O guia que foi intitulado “Como ter um transporte público eficiente, barato e com qualidade na sua cidade”, já está disponível na internet aos postulantes no pleito deste ano. Segundo os autores da publicação, as sugestões contidas no documento podem ser implementadas entre 2021 a 2024, período do mandato dos políticos eleitos neste ano.

Rodrigo Tortoriello, presidente do Fórum Nacional de Secretários e Dirigentes de Mobilidade Urbana, uma das entidades signatárias do documento, e secretário extraordinário de Mobilidade Urbana de Porto Alegre, afirma que um dos objetivos do guia é fornecer aos gestores públicos propostas de fácil implementação. 
 

“Melhorar o transporte público não necessariamente exige grandes somas de dinheiro. O próprio guia mostra isso, expondo medidas que podem ser implementadas rapidamente e de baixo custo e que trazem resultados positivos à sociedade.”

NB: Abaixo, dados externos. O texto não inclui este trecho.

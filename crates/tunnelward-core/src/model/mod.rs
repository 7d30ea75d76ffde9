// ── Profile model ──
//
// Value types for one VPN profile and its parts. Everything here is plain
// data with value equality; list-valued fields compare as sets.

pub mod common;
pub mod crypto;
pub mod dni;
pub mod filter;
pub mod managed;
pub mod profile;
pub mod route;
pub mod strategy;

// ── Re-exports ──────────────────────────────────────────────────────

pub use common::{AuthMethod, NativeProtocol, ProfileClass, ProfileSource, RoutingPolicy};
pub use crypto::{
    AuthenticationTransform, CipherTransform, CryptographySuite, DhGroup, EncryptionMethod,
    IntegrityCheckMethod, PfsGroup,
};
pub use dni::DomainNameInformation;
pub use filter::{AppId, FilterDirection, FilterError, PROTOCOL_TCP, PROTOCOL_UDP, TrafficFilter};
pub use managed::{ManagedProfile, RuntimeAttributes};
pub use profile::Profile;
pub use route::{Route, RouteError};
pub use strategy::{EntryOption, EntryOptions, VpnStrategy};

LOC.: O principal direcionamento do guia refere-se a ações de melhoria dos ônibus urbanos, que respondem a 85,7% dos deslocamentos de pessoas em transporte público nos municípios brasileiros.  O documento aponta soluções para a falta de recursos e linhas de crédito que impedem ou retardam as melhorias na infraestrutura urbana.

A Associação Nacional das Empresas de Transportes Urbanos (NTU) também contribuiu com as propostas. Otávio Cunha, presidente-executivo da entidade, afirma que um dos entraves para a melhoria do setor é a forma de seu financiamento, que é sustentado pelos passageiros. De acordo com ele, uma das soluções para o problema seria toda a população pagar tarifas públicas de transporte, independente de usá-lo ou não, seguindo exemplos de países mais ricos. 
 

“No Brasil, apenas o passageiro sustenta o serviço. O transporte de qualidade tem custo elevado. Essa tarifa que a população acha que está cara, possui um valor elevado para quem paga e insuficiente para a prestação de um serviço de boa qualidade.”

LOC.: Os impactos financeiros no setor por conta da pandemia do novo coronavírus também estão presentes na publicação. Os autores alegam que as medidas implementadas em várias cidades foram cruciais para minimizar os efeitos da doença e que, em alguns municípios, ações econômicas ainda serão necessárias em 2021.